*Exercise directions*
Give the records again in full, exactly as they appear.

(Stored items)
------------------------------------

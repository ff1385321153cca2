//! Broker engine tests.
//!
//! Split by area, mirroring the operation modules. Timing-sensitive tests
//! (monitor retries, boosting, delayed release) use short broker timeouts
//! and generous sleep margins so they stay stable on loaded machines.


use std::time::Duration;

use super::types::MsgState;
use super::{Broker, BrokerConfig, QueueError};

/// Config with both background behaviors disabled: no ack timeout, no
/// boosting. Tests that want the monitor involved build their own config.
fn quiet_config() -> BrokerConfig {
    BrokerConfig {
        priority_count: 3,
        capacity: 16,
        ack_timeout_ms: 0,
        max_retries: 3,
        boost_timeout_ms: 0,
        poll_interval_ms: 10,
    }
}

fn sleep_ms(ms: u64) {
    std::thread::sleep(Duration::from_millis(ms));
}

/// Check the membership and counter invariants that must hold between API
/// calls: every live record sits in the container its state claims, the
/// queued/failed counters match reality, capacity is respected, and pooled
/// slots are not reachable through the index.
fn assert_invariants(broker: &Broker) {
    let state = broker.shared.state.lock();

    assert_eq!(state.queued_count, state.ring_len(), "queued_count vs ring");
    let failed = state
        .index
        .values()
        .filter(|&&h| state.slots[h].state == MsgState::Failed)
        .count();
    assert_eq!(state.failed_count, failed, "failed_count vs records");
    assert!(state.index.len() <= broker.capacity(), "capacity bound");

    for (id, &handle) in &state.index {
        let rec = &state.slots[handle];
        assert_eq!(&rec.id, id, "index key vs record id");

        let ring_hits: usize = state
            .ring
            .iter()
            .map(|fifo| fifo.iter().filter(|&&h| h == handle).count())
            .sum();
        let delay_hits = state.delayed.iter().filter(|&&(_, h)| h == handle).count();

        match rec.state {
            MsgState::Queued => {
                assert_eq!(ring_hits, 1, "queued record in exactly one FIFO");
                assert_eq!(delay_hits, 0);
                assert!(rec.token.is_none());
                let expected = if rec.boosted { 0 } else { rec.priority as usize };
                assert!(
                    state.ring[expected].contains(&handle),
                    "queued record in the FIFO its priority/boost selects"
                );
            }
            MsgState::Delayed => {
                assert_eq!(ring_hits, 0);
                assert_eq!(delay_hits, 1, "delayed record in the delay set");
                assert!(rec.token.is_none());
            }
            MsgState::Running => {
                assert_eq!(ring_hits, 0);
                assert_eq!(delay_hits, 0);
                assert!(rec.token.is_some(), "running record holds a token");
            }
            MsgState::Failed => {
                assert_eq!(ring_hits, 0);
                assert_eq!(delay_hits, 0);
                assert!(rec.token.is_none(), "failed record holds no token");
            }
        }
    }

    for &handle in &state.pool {
        assert!(
            state.index.values().all(|&h| h != handle),
            "pooled slot not reachable through the index"
        );
    }
}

------------------------------------

*Completed exercise*
repository ff1385321153cca2
//! Broker engine tests.
//!
//! Split by area, mirroring the operation modules. Timing-sensitive tests
//! (monitor retries, boosting, delayed release) use short broker timeouts
//! and generous sleep margins so they stay stable on loaded machines.


use std::time::Duration;

use super::types::MsgState;
use super::{Broker, BrokerConfig, QueueError};

/// Config with both background behaviors disabled: no ack timeout, no
/// boosting. Tests that want the monitor involved build their own config.
fn quiet_config() -> BrokerConfig {
    BrokerConfig {
        priority_count: 3,
        capacity: 16,
        ack_timeout_ms: 0,
        max_retries: 3,
        boost_timeout_ms: 0,
        poll_interval_ms: 10,
    }
}

fn sleep_ms(ms: u64) {
    std::thread::sleep(Duration::from_millis(ms));
}

/// Check the membership and counter invariants that must hold between API
/// calls: every live record sits in the container its state claims, the
/// queued/failed counters match reality, capacity is respected, and pooled
/// slots are not reachable through the index.
fn assert_invariants(broker: &Broker) {
    let state = broker.shared.state.lock();

    assert_eq!(state.queued_count, state.ring_len(), "queued_count vs ring");
    let failed = state
        .index
        .values()
        .filter(|&&h| state.slots[h].state == MsgState::Failed)
        .count();
    assert_eq!(state.failed_count, failed, "failed_count vs records");
    assert!(state.index.len() <= broker.capacity(), "capacity bound");

    for (id, &handle) in &state.index {
        let rec = &state.slots[handle];
        assert_eq!(&rec.id, id, "index key vs record id");

        let ring_hits: usize = state
            .ring
            .iter()
            .map(|fifo| fifo.iter().filter(|&&h| h == handle).count())
            .sum();
        let delay_hits = state.delayed.iter().filter(|&&(_, h)| h == handle).count();

        match rec.state {
            MsgState::Queued => {
                assert_eq!(ring_hits, 1, "queued record in exactly one FIFO");
                assert_eq!(delay_hits, 0);
                assert!(rec.token.is_none());
                let expected = if rec.boosted { 0 } else { rec.priority as usize };
                assert!(
                    state.ring[expected].contains(&handle),
                    "queued record in the FIFO its priority/boost selects"
                );
            }
            MsgState::Delayed => {
                assert_eq!(ring_hits, 0);
                assert_eq!(delay_hits, 1, "delayed record in the delay set");
                assert!(rec.token.is_none());
            }
            MsgState::Running => {
                assert_eq!(ring_hits, 0);
                assert_eq!(delay_hits, 0);
                assert!(rec.token.is_some(), "running record holds a token");
            }
            MsgState::Failed => {
                assert_eq!(ring_hits, 0);
                assert_eq!(delay_hits, 0);
                assert!(rec.token.is_none(), "failed record holds no token");
            }
        }
    }

    for &handle in &state.pool {
        assert!(
            state.index.values().all(|&h| h != handle),
            "pooled slot not reachable through the index"
        );
    }
}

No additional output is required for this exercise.